Date Submitted: February 5, 2008 

Dear Mr. Isler: 

Ronald Isler ("Mr. Isler") appeals the decision of the Unemployment Insurance Appeal Board 
("the Board") that denied Mr. Isler’s request for unemployment insurance benefits. The Board 
denied Mr. Isler’s request for benefits after concluding he was unable to perform his job 
responsibilities due to a medical condition. For the reasons set forth herein, the Board’s decision is 
affirmed. 

Procedural & Factual Background 

The relevant facts are as follows. As of May 2006, Pinnacle Foods Corporation ("Pinnacle 
Foods") had employed Mr. Isler as a forklift driver for approximately ten years. Mr. Isler had been 
involved in a car accident in December of 2005, which resulted in injury. The car accident was not 
related to Mr. Isler’s work in any way. As a result of this accident, Mr. Isler suffered injury to his 
left shoulder. His doctor advised him in May of 2006 that any work should be restricted to light duty 
and he was instructed not to lift anything in excess of fifteen pounds. Pinnacle Foods apparently 
limits access to its light duty positions to those employees who have suffered work-related injuries. 
As such, Pinnacle Foods did not have any light duty work for Mr. Isler. At this point, Pinnacle 
Foods placed Mr. Isler on a leave of absence from work. On August 3, 2006, Mr. Isler had surgery 
on his shoulder. On October 26, 2006, Mr. Isler’s treating physician granted him permission to 
return to work, providing that Mr. Isler did not use his left arm. Mr. Isler’s physician cleared him 
for work with no restrictions on March 7, 2007, at which time Mr. Isler returned to work. 

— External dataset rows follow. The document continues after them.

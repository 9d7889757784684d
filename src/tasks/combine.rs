//! # Task aggregation: `all`, `all_map`, `race`.
//!
//! Two shape-mirroring join forms plus a first-settlement race. Following the
//! shape of the input collection in the result keeps call sites free of
//! re-assembly code: a `Vec` of tasks joins into a `Vec` of values, a map of
//! tasks joins into a map of values under the same keys.
//!
//! ## Rules
//! - **Empty input settles immediately** with an empty collection of the same
//!   shape (`race` of nothing stays pending forever).
//! - **First rejection wins**: the aggregate rejects as soon as any input
//!   rejects; stragglers settle into the void.
//! - **No cancellation cascade**: canceling the aggregate does NOT cancel the
//!   inputs — they are independent tasks that other consumers may still be
//!   chained on. This is deliberate and pinned by a test.
//! - A canceled input surfaces to `all`/`all_map` as
//!   [`TaskError::Canceled`]; `race` adopts the winner's settlement as-is,
//!   including cancellation.

use std::collections::BTreeMap;
use std::sync::{Arc, Mutex, PoisonError};

use tokio::runtime::Handle;

use super::state::Outcome;
use super::task::{Cancelable, Inner, Task};
use crate::error::TaskError;

struct VecJoin<T> {
    slots: Vec<Option<T>>,
    remaining: usize,
}

struct MapJoin<K, T> {
    done: BTreeMap<K, T>,
    remaining: usize,
}

fn lock<T>(mutex: &Mutex<T>) -> std::sync::MutexGuard<'_, T> {
    mutex.lock().unwrap_or_else(PoisonError::into_inner)
}

impl<T: Clone + Send + 'static> Task<T> {
    /// Joins a `Vec` of tasks into a task of the values, in input order.
    ///
    /// Rejects with the first input rejection; a canceled input rejects the
    /// aggregate with [`TaskError::Canceled`]. Canceling the aggregate leaves
    /// the inputs running.
    ///
    /// # Panics
    /// Panics when called outside a Tokio runtime context.
    ///
    /// # Example
    /// ```
    /// use taskweave::Task;
    ///
    /// #[tokio::main(flavor = "current_thread")]
    /// async fn main() {
    ///     let joined = Task::all(vec![Task::resolve(1), Task::resolve(2)]);
    ///     assert_eq!(joined.await, Ok(vec![1, 2]));
    /// }
    /// ```
    #[must_use]
    pub fn all(tasks: Vec<Task<T>>) -> Task<Vec<T>> {
        let aggregate = Inner::<Vec<T>>::new(Handle::current(), None);
        let result = Task { inner: Arc::clone(&aggregate) };
        if tasks.is_empty() {
            aggregate.settle(Outcome::Fulfilled(Vec::new()));
            return result;
        }

        let join = Arc::new(Mutex::new(VecJoin {
            slots: vec![None; tasks.len()],
            remaining: tasks.len(),
        }));
        for (index, task) in tasks.iter().enumerate() {
            let aggregate = Arc::clone(&aggregate);
            let join = Arc::clone(&join);
            task.inner.when(Box::new(move |outcome| match outcome {
                Outcome::Fulfilled(value) => {
                    let complete = {
                        let mut state = lock(&join);
                        state.slots[index] = Some(value);
                        state.remaining -= 1;
                        state.remaining == 0
                    };
                    if complete {
                        let values: Vec<T> = lock(&join).slots.drain(..).flatten().collect();
                        aggregate.settle(Outcome::Fulfilled(values));
                    }
                }
                Outcome::Rejected(err) => aggregate.settle(Outcome::Rejected(err)),
                Outcome::Canceled => {
                    aggregate.settle(Outcome::Rejected(TaskError::Canceled));
                }
            }));
        }
        result
    }

    /// Joins a map of tasks into a task of a map of values under the same
    /// keys. Semantics otherwise identical to [`Task::all`].
    ///
    /// # Panics
    /// Panics when called outside a Tokio runtime context.
    #[must_use]
    pub fn all_map<K>(tasks: BTreeMap<K, Task<T>>) -> Task<BTreeMap<K, T>>
    where
        K: Ord + Clone + Send + 'static,
    {
        let aggregate = Inner::<BTreeMap<K, T>>::new(Handle::current(), None);
        let result = Task { inner: Arc::clone(&aggregate) };
        if tasks.is_empty() {
            aggregate.settle(Outcome::Fulfilled(BTreeMap::new()));
            return result;
        }

        let join = Arc::new(Mutex::new(MapJoin {
            done: BTreeMap::new(),
            remaining: tasks.len(),
        }));
        for (key, task) in &tasks {
            let aggregate = Arc::clone(&aggregate);
            let join = Arc::clone(&join);
            let key = key.clone();
            task.inner.when(Box::new(move |outcome| match outcome {
                Outcome::Fulfilled(value) => {
                    let complete = {
                        let mut state = lock(&join);
                        state.done.insert(key, value);
                        state.remaining -= 1;
                        state.remaining == 0
                    };
                    if complete {
                        let done = std::mem::take(&mut lock(&join).done);
                        aggregate.settle(Outcome::Fulfilled(done));
                    }
                }
                Outcome::Rejected(err) => aggregate.settle(Outcome::Rejected(err)),
                Outcome::Canceled => {
                    aggregate.settle(Outcome::Rejected(TaskError::Canceled));
                }
            }));
        }
        result
    }

    /// Settles with the first input to settle, in completion order.
    ///
    /// Later settlements have no observable effect. An empty race never
    /// settles. Canceling the race leaves the inputs running.
    ///
    /// # Panics
    /// Panics when called outside a Tokio runtime context.
    #[must_use]
    pub fn race(tasks: Vec<Task<T>>) -> Task<T> {
        let aggregate = Inner::<T>::new(Handle::current(), None);
        for task in &tasks {
            let aggregate = Arc::clone(&aggregate);
            task.inner.when(Box::new(move |outcome| match outcome {
                Outcome::Canceled => aggregate.cancel_walk(),
                settled => aggregate.settle(settled),
            }));
        }
        Task { inner: aggregate }
    }
}
//! Error type shared by the task layer.
//!
//! [`TaskError`] is the rejection reason carried by a settled task. It is
//! `Clone` because a single settlement fans out to every derived task in the
//! chain, and `PartialEq` so tests and callers can match on exact reasons.
//!
//! Helper methods (`as_label`, `as_message`) provide short stable strings for
//! logging/metrics.

use std::time::Duration;

use thiserror::Error;

/// # Rejection reason of a task.
///
/// Stored once at settlement time and handed (by clone) to every consumer of
/// the task: `catch` handlers, awaiting callers, and derived tasks that pass
/// the rejection through.
#[non_exhaustive]
#[derive(Error, Debug, Clone, PartialEq, Eq)]
pub enum TaskError {
    /// Task execution failed with an application-level reason.
    #[error("task failed: {reason}")]
    Failed {
        /// Human-readable failure message.
        reason: String,
    },

    /// Task exceeded its timeout duration.
    #[error("timed out after {timeout:?}")]
    Timeout {
        /// The timeout duration that was exceeded.
        timeout: Duration,
    },

    /// Task body panicked; the panic was caught at the task boundary.
    #[error("task panicked: {reason}")]
    Panicked {
        /// Panic payload rendered as a string (best effort).
        reason: String,
    },

    /// Task was canceled before it could settle.
    #[error("task canceled")]
    Canceled,
}

impl TaskError {
    /// Creates a [`TaskError::Failed`] from any displayable reason.
    ///
    /// # Example
    /// ```
    /// use taskweave::TaskError;
    ///
    /// let err = TaskError::failed("boom");
    /// assert_eq!(err.as_label(), "task_failed");
    /// ```
    pub fn failed(reason: impl Into<String>) -> Self {
        TaskError::Failed { reason: reason.into() }
    }

    /// Returns a short stable label (snake_case) for use in logs/metrics.
    pub fn as_label(&self) -> &'static str {
        match self {
            TaskError::Failed { .. } => "task_failed",
            TaskError::Timeout { .. } => "task_timeout",
            TaskError::Panicked { .. } => "task_panicked",
            TaskError::Canceled => "task_canceled",
        }
    }

    /// Returns a human-readable message with details about the error.
    pub fn as_message(&self) -> String {
        match self {
            TaskError::Failed { reason } => format!("error: {reason}"),
            TaskError::Timeout { timeout } => format!("timeout: {timeout:?}"),
            TaskError::Panicked { reason } => format!("panic: {reason}"),
            TaskError::Canceled => "canceled".to_string(),
        }
    }

    /// True when the rejection stems from cancellation rather than failure.
    pub fn is_cancellation(&self) -> bool {
        matches!(self, TaskError::Canceled)
    }
}
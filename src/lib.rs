//! # taskweave
//!
//! **Taskweave** provides cancelable task trees and removable call advice
//! for async Rust.
//!
//! It offers two independent primitives: a settle-once [`Task`] whose
//! cancellation walks down through derived tasks, and a [`Dispatcher`] that
//! wraps plain call sites with before/around/after advice that can be
//! removed at any time. The crate is designed as a building block for
//! lifecycle-heavy libraries and extensible call pipelines.
//!
//! ## Architecture
//! ### Task trees
//! ```text
//!      ┌─────────────────────────────┐
//!      │  Task<T> (root)             │
//!      │  - Settler (producer side)  │
//!      │  - canceler (one-shot)      │
//!      │  - children (derived tasks) │
//!      └──────┬──────────┬───────────┘
//!             ▼          ▼
//!      ┌───────────┐  ┌───────────┐
//!      │  .then()  │  │ .finally()│      cancel() walks DOWN:
//!      │  child    │  │  child    │      canceler, then this task's
//!      └─────┬─────┘  └───────────┘      cleanup, then each child,
//!            ▼                           depth-first. Never UP.
//!      ┌───────────┐
//!      │  .catch() │
//!      │ grandchild│
//!      └───────────┘
//! ```
//!
//! ### Settlement
//! ```text
//! Pending ──► Fulfilled(T)        settlement is monotonic: the first
//!         ──► Rejected(TaskError) transition wins, later resolve/
//!         ──► Canceled            reject/cancel calls are no-ops.
//!
//! Continuations (then/catch/finally) are queued onto the runtime that
//! created the task; they never run inside resolve()/reject()/cancel().
//! Cancellation itself is synchronous: cancelers and cleanups have run
//! by the time cancel() returns.
//! ```
//!
//! ### Advice dispatch
//! ```text
//! call(args)
//!   ├─► before chain   (mutates args;  method-form: newest first)
//!   ├─► around layers  (newest outermost, each may skip proceed)
//!   │      └─► bound join point
//!   ├─► after chain    (threads result; oldest first)
//!   └─► on chain       (observes args)
//!
//! Every registration returns an AdviceHandle; destroy() detaches that
//! advice and nothing else, safely even mid-walk.
//! ```
//!
//! ## Features
//! | Area             | Description                                                      | Key types                                  |
//! |------------------|------------------------------------------------------------------|--------------------------------------------|
//! | **Tasks**        | Settle-once results with downward cancellation and cleanup.      | [`Task`], [`Settler`], [`TaskState`]       |
//! | **Combinators**  | Join and race collections of tasks.                              | [`Task::all`], [`Task::all_map`], [`Task::race`] |
//! | **Tokio bridge** | Back a task with a spawned future; derive timeouts.              | [`Task::spawn`], [`Task::timeout`]         |
//! | **Advice**       | Removable before/around/after/on advice over plain functions.    | [`Dispatcher`], [`AdviceHandle`]           |
//! | **Registries**   | Named join points with method-form ordering.                     | [`AdviceRegistry`]                         |
//! | **Errors**       | Typed task failure, timeout, panic and cancellation errors.      | [`TaskError`]                              |
//!
//! ## Example
//! ```rust
//! use taskweave::{Dispatcher, Task, TaskError};
//!
//! #[tokio::main(flavor = "current_thread")]
//! async fn main() -> Result<(), TaskError> {
//!     // A task backed by a spawned future, with a derived continuation.
//!     let fetched = Task::spawn(|_token| async { Ok::<_, TaskError>(20) });
//!     let doubled = fetched.then(|n| Ok(n * 2));
//!     assert_eq!(doubled.await?, 40);
//!
//!     // A call site wrapped with removable advice.
//!     let render = Dispatcher::for_method(|name: String| format!("hello, {name}"));
//!     let shout = render.after(|result, _args| result.to_uppercase());
//!     assert_eq!(render.call("weaver".into()), "HELLO, WEAVER");
//!
//!     shout.destroy();
//!     assert_eq!(render.call("weaver".into()), "hello, weaver");
//!     Ok(())
//! }
//! ```
mod advice;
mod error;
mod tasks;

// ---- Public re-exports ----

pub use advice::{AdviceHandle, AdviceRegistry, Dispatcher, Proceed};
pub use error::TaskError;
pub use tasks::{Settler, Task, TaskState};
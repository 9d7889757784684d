//! # Removable call advice.
//!
//! The advice layer: wrap plain `Fn(A) -> R` call sites with observation,
//! argument mutation, result threading and full interception, each removable
//! through a handle.
//!
//! - [`Dispatcher`] — one advisable join point and its chains (`dispatcher`);
//! - [`AdviceRegistry`] — named join points with method-form semantics
//!   (`registry`);
//! - [`AdviceHandle`] — idempotent removal handle (`handle`).
//!
//! ## Rules
//! - Advice fires in insertion order; the order's direction depends on how
//!   the dispatcher was built (see [`Dispatcher::for_method`] vs
//!   [`Dispatcher::wrap`]).
//! - Advice registered while a call is in flight never fires during that
//!   call.
//! - Destroying advice mid-walk is safe, including self-removal.

mod dispatcher;
mod handle;
mod registry;

pub use dispatcher::{Dispatcher, Proceed};
pub use handle::AdviceHandle;
pub use registry::AdviceRegistry;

During the time Mr. Isler was unable to work, Mr. Isler filed for unemployment benefits. A 
Claims Deputy denied that request on November 6, 2006. Mr. Isler appealed the Claims Deputy’s 
decision and a hearing was held before an Appeals Referee. By way of a written decision mailed on 
December 8, 2006, the Appeals Referee affirmed the Claims Deputy’s denial of Mr. Isler’s request 
for benefits. Mr. Isler appealed that decision to the Board. By way of written decision mailed on 
February 9, 2007, the Board remanded the matter in order to permit Pinnacle Foods, which had not 
appeared at the hearing before the Appeals Referee, to present testimony. On March 1, 2007, another 
hearing was held before the Appeals Referee. Once again, Pinnacle Foods failed to appear. 
Nevertheless, the Appeals Referee again affirmed the Claims Deputy’s decision to deny 
unemployment benefits to Mr. Isler. Mr. Isler timely appealed this determination to the Board. After 
a hearing, and by way of written decision mailed April 30, 2007, the Board affirmed the Appeals 
Referee’s decision denying Mr. Isler unemployment benefits. 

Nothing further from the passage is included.